Il faut dire en préambule que le travail de la mission de préfiguration, le rapport produit notamment, est très sérieux. Les équipes du préfet Lucas ont effectué un travail remarquable. Pour ce qui me concerne, je suis partisan, depuis le début, d’une métropole intégrée, celle du « scénario 2 ». Mais je suis conscient, également depuis le début, d’être minoritaire. Le texte de la loi Notre qui contient la réécriture de l’article 12 de la loi Maptam relative au Grand Paris devrait être examinée en commission au Sénat à partir de mi-décembre pour un examen après les cantonales des 21 et 22 mars prochains. Certains estiment que la montagne a accouché d’une souris. Rappelons toutefois que la métropole du Grand Paris, ce sera un budget de quatre milliards d’euros ! Du côté du gouvernement et de l’Etat, existe la hantise que l’on puisse dire que la création de la MGP équivaut à la constitution d’un échelon supplémentaire.
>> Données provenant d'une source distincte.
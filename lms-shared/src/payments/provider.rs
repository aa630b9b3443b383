/// Payment provider port
///
/// The orchestrator talks to the provider through three calls, in this
/// order: create a product, create a price for it, open a checkout session
/// for the price. Implementations:
///
/// - [`super::stripe::StripeClient`]: Stripe REST API
/// - [`super::mock::MockPaymentProvider`]: tests

use async_trait::async_trait;
use serde::{Deserialize, Serialize};

/// Error type for provider calls
#[derive(Debug, Clone, PartialEq, Eq, thiserror::Error)]
pub enum ProviderError {
    /// Request never produced a response (DNS, TLS, timeout, ...)
    #[error("Payment provider unreachable: {0}")]
    Network(String),

    /// Provider answered with a non-success status
    #[error("Payment provider rejected the request ({status}): {message}")]
    Rejected { status: u16, message: String },

    /// Provider answered with a body we could not understand
    #[error("Unexpected payment provider response: {0}")]
    InvalidResponse(String),
}

/// Checkout session opened for a price
#[derive(Debug, Clone, PartialEq, Eq, Serialize, Deserialize)]
pub struct CheckoutSession {
    pub session_id: String,
    pub url: String,
}

/// External payment provider
#[async_trait]
pub trait PaymentProvider: Send + Sync {
    /// Creates a product and returns its ID
    async fn create_product(&self, name: &str, description: &str) -> Result<String, ProviderError>;

    /// Creates a one-off price in minor currency units and returns its ID
    async fn create_price(
        &self,
        product_id: &str,
        minor_units: i64,
        currency: &str,
    ) -> Result<String, ProviderError>;

    /// Opens a checkout session for a single unit of `price_id`
    async fn create_checkout_session(&self, price_id: &str) -> Result<CheckoutSession, ProviderError>;
}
Mais le vrai problème, ce n’est pas les échelons, c’est leur articulation ou leur manque d’articulation. Dès lors que vous instituez des territoires, dotés d’une personnalité juridique, ne serait-ce que pour exercer les compétences dites orphelines, c’est-à-dire exercées aujourd’hui par les intercos, mais qui ne seront pas exercées par la métropole, vous créer un échelon supplémentaire. C’est sans doute ce qui explique pourquoi Manuel Valls a insisté lors de son discours de Créteil sur la nécessité de supprimer les départements, au moins en Petite Couronne… En réalité, pour ma part, je pense que la clé, c’est la notion de subsidiarité. Le découpage administratif n’est pas une fin en soi. L’objectif, c’est l’efficience des politiques publiques, la bonne utilisation des deniers publiques.

Pour vous, la métropole est, malgré tout, sur de bonnes voies ?
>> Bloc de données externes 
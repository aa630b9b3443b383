/// Payment model and database operations
///
/// A payment references exactly one paid target, a course or a lesson. It is
/// written once as "pending" and only the provider fields
/// (`stripe_product_id`, `stripe_price_id`, `stripe_session_id`,
/// `payment_url`) are filled in afterwards. A row whose session fields are
/// still NULL is an orphaned pending payment.
///
/// # Schema
///
/// ```sql
/// CREATE TABLE payments (
///     id UUID PRIMARY KEY,
///     user_id UUID NOT NULL REFERENCES users(id) ON DELETE CASCADE,
///     payment_date TIMESTAMPTZ NOT NULL DEFAULT NOW(),
///     paid_course_id UUID REFERENCES courses(id) ON DELETE RESTRICT,
///     paid_lesson_id UUID REFERENCES lessons(id) ON DELETE RESTRICT,
///     amount NUMERIC(10, 2) NOT NULL CHECK (amount > 0),
///     payment_method TEXT NOT NULL CHECK (payment_method IN ('cash', 'transfer')),
///     stripe_product_id TEXT,
///     stripe_price_id TEXT,
///     stripe_session_id TEXT,
///     payment_url TEXT,
///     created_at TIMESTAMPTZ NOT NULL DEFAULT NOW(),
///     updated_at TIMESTAMPTZ NOT NULL DEFAULT NOW(),
///     CHECK (num_nonnulls(paid_course_id, paid_lesson_id) = 1)
/// );
/// ```

use chrono::{DateTime, Utc};
use rust_decimal::Decimal;
use serde::{Deserialize, Serialize};
use sqlx::PgPool;
use std::fmt;
use std::str::FromStr;
use uuid::Uuid;

const PAYMENT_COLUMNS: &str = "id, user_id, payment_date, paid_course_id, paid_lesson_id, amount, \
     payment_method, stripe_product_id, stripe_price_id, stripe_session_id, payment_url, \
     created_at, updated_at";

/// How the payment is settled
#[derive(Debug, Clone, Copy, PartialEq, Eq, Serialize, Deserialize)]
#[serde(rename_all = "lowercase")]
pub enum PaymentMethod {
    Cash,
    Transfer,
}

impl PaymentMethod {
    /// Converts the method to its database representation
    pub fn as_str(&self) -> &'static str {
        match self {
            PaymentMethod::Cash => "cash",
            PaymentMethod::Transfer => "transfer",
        }
    }
}

impl fmt::Display for PaymentMethod {
    fn fmt(&self, f: &mut fmt::Formatter<'_>) -> fmt::Result {
        f.write_str(self.as_str())
    }
}

/// Error returned when a stored payment method is not recognised
#[derive(Debug, thiserror::Error)]
#[error("Unknown payment method: {0}")]
pub struct UnknownPaymentMethod(pub String);

impl FromStr for PaymentMethod {
    type Err = UnknownPaymentMethod;

    fn from_str(s: &str) -> Result<Self, Self::Err> {
        match s {
            "cash" => Ok(PaymentMethod::Cash),
            "transfer" => Ok(PaymentMethod::Transfer),
            other => Err(UnknownPaymentMethod(other.to_string())),
        }
    }
}

impl TryFrom<String> for PaymentMethod {
    type Error = UnknownPaymentMethod;

    fn try_from(value: String) -> Result<Self, Self::Error> {
        value.parse()
    }
}

/// Payment record
#[derive(Debug, Clone, Serialize, Deserialize, sqlx::FromRow)]
pub struct Payment {
    pub id: Uuid,

    /// Paying user
    pub user_id: Uuid,

    pub payment_date: DateTime<Utc>,

    /// Paid course (exclusive with `paid_lesson_id`)
    pub paid_course_id: Option<Uuid>,

    /// Paid lesson (exclusive with `paid_course_id`)
    pub paid_lesson_id: Option<Uuid>,

    /// Amount in major currency units, two decimal places
    pub amount: Decimal,

    #[sqlx(try_from = "String")]
    pub payment_method: PaymentMethod,

    pub stripe_product_id: Option<String>,

    pub stripe_price_id: Option<String>,

    pub stripe_session_id: Option<String>,

    /// Checkout page the user is sent to
    pub payment_url: Option<String>,

    pub created_at: DateTime<Utc>,

    pub updated_at: DateTime<Utc>,
}

impl Payment {
    /// True once a checkout session has been attached
    pub fn has_session(&self) -> bool {
        self.stripe_session_id.is_some()
    }
}

/// Input for recording a pending payment
#[derive(Debug, Clone, Serialize, Deserialize)]
pub struct CreatePayment {
    pub user_id: Uuid,
    pub paid_course_id: Option<Uuid>,
    pub paid_lesson_id: Option<Uuid>,
    pub amount: Decimal,
    pub payment_method: PaymentMethod,
}

/// Provider identifiers written after a checkout session is created
#[derive(Debug, Clone, PartialEq, Eq, Serialize, Deserialize)]
pub struct ProviderSession {
    pub product_id: String,
    pub price_id: String,
    pub session_id: String,
    pub url: String,
}

/// Sort order for payment listings
#[derive(Debug, Clone, Copy, PartialEq, Eq, Default, Serialize, Deserialize)]
pub enum PaymentOrdering {
    /// `payment_date`
    DateAscending,

    /// `-payment_date`
    #[default]
    DateDescending,
}

impl FromStr for PaymentOrdering {
    type Err = String;

    fn from_str(s: &str) -> Result<Self, Self::Err> {
        match s {
            "payment_date" => Ok(PaymentOrdering::DateAscending),
            "-payment_date" => Ok(PaymentOrdering::DateDescending),
            other => Err(format!("Unsupported ordering: {}", other)),
        }
    }
}

/// Filters for payment listings. None means "do not filter".
#[derive(Debug, Clone, Default)]
pub struct PaymentFilter {
    pub user_id: Option<Uuid>,
    pub paid_course_id: Option<Uuid>,
    pub paid_lesson_id: Option<Uuid>,
    pub payment_method: Option<PaymentMethod>,
    pub ordering: PaymentOrdering,
}

impl Payment {
    /// Inserts a pending payment with no provider fields
    pub async fn create(pool: &PgPool, data: CreatePayment) -> Result<Self, sqlx::Error> {
        let query = format!(
            r#"
            INSERT INTO payments (id, user_id, paid_course_id, paid_lesson_id, amount, payment_method)
            VALUES ($1, $2, $3, $4, $5, $6)
            RETURNING {PAYMENT_COLUMNS}
            "#
        );

        sqlx::query_as::<_, Payment>(&query)
            .bind(Uuid::new_v4())
            .bind(data.user_id)
            .bind(data.paid_course_id)
            .bind(data.paid_lesson_id)
            .bind(data.amount)
            .bind(data.payment_method.as_str())
            .fetch_one(pool)
            .await
    }

    /// Finds a payment by ID
    pub async fn find_by_id(pool: &PgPool, id: Uuid) -> Result<Option<Self>, sqlx::Error> {
        let query = format!("SELECT {PAYMENT_COLUMNS} FROM payments WHERE id = $1");

        sqlx::query_as::<_, Payment>(&query)
            .bind(id)
            .fetch_optional(pool)
            .await
    }

    /// Writes the provider identifiers onto a pending payment
    ///
    /// # Returns
    ///
    /// The updated payment, or None if it no longer exists
    pub async fn attach_session(
        pool: &PgPool,
        id: Uuid,
        session: &ProviderSession,
    ) -> Result<Option<Self>, sqlx::Error> {
        let query = format!(
            r#"
            UPDATE payments
            SET stripe_product_id = $2,
                stripe_price_id = $3,
                stripe_session_id = $4,
                payment_url = $5,
                updated_at = NOW()
            WHERE id = $1
            RETURNING {PAYMENT_COLUMNS}
            "#
        );

        sqlx::query_as::<_, Payment>(&query)
            .bind(id)
            .bind(&session.product_id)
            .bind(&session.price_id)
            .bind(&session.session_id)
            .bind(&session.url)
            .fetch_optional(pool)
            .await
    }

    /// Lists payments matching `filter`
    pub async fn list(
        pool: &PgPool,
        filter: &PaymentFilter,
        limit: i64,
        offset: i64,
    ) -> Result<Vec<Self>, sqlx::Error> {
        let order = match filter.ordering {
            PaymentOrdering::DateAscending => "payment_date ASC, id ASC",
            PaymentOrdering::DateDescending => "payment_date DESC, id DESC",
        };

        let query = format!(
            r#"
            SELECT {PAYMENT_COLUMNS}
            FROM payments
            WHERE ($1::uuid IS NULL OR user_id = $1)
              AND ($2::uuid IS NULL OR paid_course_id = $2)
              AND ($3::uuid IS NULL OR paid_lesson_id = $3)
              AND ($4::text IS NULL OR payment_method = $4)
            ORDER BY {order}
            LIMIT $5 OFFSET $6
            "#
        );

        sqlx::query_as::<_, Payment>(&query)
            .bind(filter.user_id)
            .bind(filter.paid_course_id)
            .bind(filter.paid_lesson_id)
            .bind(filter.payment_method.map(|m| m.as_str()))
            .bind(limit)
            .bind(offset)
            .fetch_all(pool)
            .await
    }

    /// Counts payments matching `filter` (ordering is ignored)
    pub async fn count(pool: &PgPool, filter: &PaymentFilter) -> Result<i64, sqlx::Error> {
        let (count,): (i64,) = sqlx::query_as(
            r#"
            SELECT COUNT(*)
            FROM payments
            WHERE ($1::uuid IS NULL OR user_id = $1)
              AND ($2::uuid IS NULL OR paid_course_id = $2)
              AND ($3::uuid IS NULL OR paid_lesson_id = $3)
              AND ($4::text IS NULL OR payment_method = $4)
            "#,
        )
        .bind(filter.user_id)
        .bind(filter.paid_course_id)
        .bind(filter.paid_lesson_id)
        .bind(filter.payment_method.map(|m| m.as_str()))
        .fetch_one(pool)
        .await?;

        Ok(count)
    }
}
Nous avons réellement avancé. Aujourd’hui, il existe un consensus, et non un compromis, entre les élus, de gauche comme de droite, sur la question des transports, qu’il s’agisse du plan mobilisation de la région du Grand Paris Express, que personne ne remet en cause. Qu’ils appartiennent à UDI, à l’UMP, au PC et au PS, je ne connais aucun élu qui conteste aujourd’hui le Grand Paris des transports. L’idée de relier, de désenclaver et de doter cette métropole d’un système de transport en commun moderne et efficace est partagée. Il faut s’inspirer de ce qui a été fait sur les transport pour arriver à un minimum de consensus pour permettre d’avancer sur les grandes questions du logement et de la solidarité. C’est pour moi la condition de la métropole.  Je crois que les grandes métropoles se fondent aussi sur la base d’un accord d’un compromis historique entre les forces politiques. Je suis un élu de Seine Saint Denis. J’ai connu, en 2005, lorsque Bouna et Zyad se sont électrocutés à Clichy sous bois, les émeutes urbaines. Je souhaite à personne de connaître le chaos urbain. Or, si nous n’agissons pas rapidement, tous les ingrédient existent pour que ça recommence.

Etes-vous favorable à constitution d’un fonds d’investissement métropolitain ?

Tout à fait. S’il convient de corriger les inégalités territoriales, j’estime que la vraie solidarité relève en effet d’un tel fonds, qui permettrait de dégager des subsides pour accroitre notre force de frappe commune en matière de grands investissements. Je pense d’ailleurs que l’argent public doit être utilisé pour amorcer les projets, conjugués ensuite avec des investissements privés. Ce pourrait être le cas par exemple du projet de Central Park à la Courneuve, qui serait financé en grande part avec des fonds privés. L’argent public peut, en effet, être utilisé comme un levier pour attirer l’investissement privé.